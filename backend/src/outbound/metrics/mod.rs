//! Outbound adapters for metrics exporting.
//!
//! Prometheus-backed implementations of the domain metrics port, compiled only
//! with the `metrics` feature.

mod prometheus_generation;

pub use prometheus_generation::PrometheusGenerationMetrics;
//! Tests for error construction and wire format.

use super::*;
use rstest::{fixture, rstest};
use serde_json::json;

const TRACE_ID: &str = "00000000-0000-0000-0000-000000000000";

#[fixture]
fn trace_id() -> TraceId {
    TRACE_ID.parse().expect("fixture provides a valid UUID")
}

#[rstest]
fn try_new_rejects_blank_messages() {
    let result = Error::try_new(ErrorCode::InvalidRequest, "   ");
    assert_eq!(result, Err(ErrorValidationError::EmptyMessage));
}

#[rstest]
#[case(ErrorCode::InternalError, "Internal server error")]
#[case(ErrorCode::UpstreamTimeout, "Generation failed")]
fn new_substitutes_blank_messages(#[case] code: ErrorCode, #[case] expected: &str) {
    assert_eq!(Error::new(code, "").message(), expected);
}

#[rstest]
fn try_with_trace_id_rejects_blank_values() {
    let result = Error::invalid_request("bad").try_with_trace_id(" ");
    assert_eq!(result, Err(ErrorValidationError::EmptyTraceId));
}

#[rstest]
fn new_has_no_trace_id_out_of_scope() {
    assert!(Error::internal("boom").trace_id().is_none());
}

#[rstest]
#[tokio::test]
async fn new_captures_trace_id_in_scope(trace_id: TraceId) {
    let error = TraceId::scope(trace_id, async { Error::forbidden("nope") }).await;
    assert_eq!(error.trace_id(), Some(TRACE_ID));
}

#[rstest]
fn serialises_cause_under_error_key() {
    let error = Error::new(ErrorCode::UpstreamUnavailable, "Generation failed")
        .with_cause("connection refused")
        .with_details(json!({ "status": 502 }))
        .with_trace_id(TRACE_ID);

    let value = serde_json::to_value(&error).expect("serialise");

    assert_eq!(
        value,
        json!({
            "code": "upstream_unavailable",
            "message": "Generation failed",
            "error": "connection refused",
            "traceId": TRACE_ID,
            "details": { "status": 502 },
        })
    );
}

#[rstest]
fn error_key_falls_back_to_code() {
    let value = serde_json::to_value(Error::insufficient_credits("Insufficient credits"))
        .expect("serialise");
    assert_eq!(value["error"], json!("insufficient_credits"));
    assert!(value.get("traceId").is_none());
    assert!(value.get("details").is_none());
}

#[rstest]
fn deserialising_code_fallback_leaves_cause_empty() {
    let error: Error = serde_json::from_value(json!({
        "code": "not_found",
        "message": "missing",
        "error": "not_found",
    }))
    .expect("deserialise");
    assert_eq!(error.cause(), None);
}

#[rstest]
#[tokio::test]
async fn deserialising_ignores_ambient_trace(trace_id: TraceId) {
    let payload = json!({ "code": "invalid_request", "message": "bad" });
    let error = TraceId::scope(trace_id, async move {
        serde_json::from_value::<Error>(payload).expect("deserialise")
    })
    .await;
    assert!(error.trace_id().is_none());
}

#[rstest]
fn deserialising_blank_message_fails() {
    let result = serde_json::from_value::<Error>(json!({ "code": "forbidden", "message": "" }));
    assert!(result.is_err());
}

#[rstest]
fn display_includes_cause() {
    let error = Error::internal("Generation failed").with_cause("disk full");
    assert_eq!(error.to_string(), "Generation failed: disk full");
}
//! Generation API handler.
//!
//! ```text
//! POST /api/v1/generate/create  (multipart, image under field "image")
//! ```
//!
//! The image is streamed to the staging directory before the use case runs.
//! The use case itself runs on a spawned task so a client disconnect cannot
//! abandon a charge or leave the staged file behind.

use std::sync::Arc;

use actix_multipart::{Field, Multipart, MultipartError};
use actix_web::{post, web};
use futures_util::{StreamExt, TryStreamExt};
use serde::{Deserialize, Serialize};
use tracing::{debug, error};

use crate::domain::ports::{GenerateRequest, GenerateResponse};
use crate::domain::{Credits, Error, StagedUpload, StagingError, TraceId, UploadStaging};
use crate::inbound::http::ApiResult;
use crate::inbound::http::auth::BearerIdentity;
use crate::inbound::http::state::HttpState;

/// Multipart field carrying the uploaded image.
pub const IMAGE_FIELD: &str = "image";

const SUCCESS_MESSAGE: &str = "Headshot generated successfully";

/// Successful generation payload.
#[derive(Debug, Clone, PartialEq, Eq, Serialize, Deserialize, utoipa::ToSchema)]
#[serde(rename_all = "camelCase")]
pub struct GenerationResponseBody {
    #[schema(example = "Headshot generated successfully")]
    pub message: String,
    /// Network locator or `data:` URI of the generated image.
    #[schema(example = "https://images.example.com/headshot.png")]
    pub image_reference: String,
    pub credits_remaining: Credits,
}

impl From<GenerateResponse> for GenerationResponseBody {
    fn from(value: GenerateResponse) -> Self {
        Self {
            message: SUCCESS_MESSAGE.to_owned(),
            image_reference: value.image_reference.into(),
            credits_remaining: value.credits_remaining,
        }
    }
}

/// Multipart body accepted by the generation endpoint.
#[derive(utoipa::ToSchema)]
#[allow(dead_code)]
pub struct GenerationUpload {
    /// Source image.
    #[schema(value_type = String, format = Binary)]
    image: Vec<u8>,
}

fn malformed_body(err: MultipartError) -> Error {
    Error::invalid_request("Malformed multipart body").with_cause(err.to_string())
}

fn staging_failure(err: StagingError) -> Error {
    match err {
        StagingError::Stream { .. } => {
            Error::invalid_request("Upload interrupted").with_cause(err.to_string())
        }
        StagingError::Prepare { .. } | StagingError::Write { .. } => {
            error!(error = %err, "failed to stage upload");
            Error::internal("Generation failed").with_cause(err.to_string())
        }
    }
}

async fn drain(mut field: Field) -> Result<(), Error> {
    while let Some(chunk) = field.next().await {
        chunk.map_err(malformed_body)?;
    }
    Ok(())
}

/// Stage the first `image` field; every other field is read and discarded.
async fn stage_image(
    staging: &UploadStaging,
    mut payload: Multipart,
) -> Result<Option<StagedUpload>, Error> {
    let mut upload = None;
    while let Some(field) = payload.try_next().await.map_err(malformed_body)? {
        if upload.is_some() || field.name() != Some(IMAGE_FIELD) {
            debug!(field = ?field.name(), "ignoring multipart field");
            drain(field).await?;
            continue;
        }
        let file_name = field
            .content_disposition()
            .and_then(|disposition| disposition.get_filename())
            .map(str::to_owned);
        let content_type = field.content_type().map(ToString::to_string);
        let staged = staging
            .stage(file_name, content_type, field.boxed_local())
            .await
            .map_err(staging_failure)?;
        upload = Some(staged);
    }
    Ok(upload)
}

/// Generate a headshot from the uploaded image and charge the caller.
#[utoipa::path(
    post,
    path = "/api/v1/generate/create",
    request_body(content = GenerationUpload, content_type = "multipart/form-data"),
    responses(
        (status = 200, description = "Image generated and credits charged", body = GenerationResponseBody),
        (status = 400, description = "No image uploaded", body = Error),
        (status = 401, description = "Missing or invalid bearer token", body = Error),
        (status = 403, description = "Insufficient credits", body = Error),
        (status = 500, description = "Upstream, account or persistence failure", body = Error)
    ),
    tags = ["generate"],
    operation_id = "createGeneration",
    security(("bearerAuth" = []))
)]
#[post("/generate/create")]
pub async fn create_generation(
    state: web::Data<HttpState>,
    identity: BearerIdentity,
    payload: Multipart,
) -> ApiResult<web::Json<GenerationResponseBody>> {
    let upload = stage_image(&state.staging, payload).await?;
    let request = GenerateRequest {
        user_id: identity.into_user_id(),
        upload,
    };

    let generation = Arc::clone(&state.generation);
    let task = actix_web::rt::spawn(TraceId::propagate(async move {
        generation.generate(request).await
    }));
    let response = task.await.map_err(|err| {
        error!(error = %err, "generation task aborted");
        Error::internal("Generation failed").with_cause(err.to_string())
    })??;

    Ok(web::Json(response.into()))
}

#[cfg(test)]
#[path = "generate_tests.rs"]
mod tests;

Instructions to follow = Report every line from the material above that mentions the word "failed".

Solution for this exercise =
#[case(ErrorCode::UpstreamTimeout, "Generation failed")]
    let error = Error::new(ErrorCode::UpstreamUnavailable, "Generation failed")
            "message": "Generation failed",
    let error = Error::internal("Generation failed").with_cause("disk full");
    assert_eq!(error.to_string(), "Generation failed: disk full");
            error!(error = %err, "failed to stage upload");
            Error::internal("Generation failed").with_cause(err.to_string())
        Error::internal("Generation failed").with_cause(err.to_string())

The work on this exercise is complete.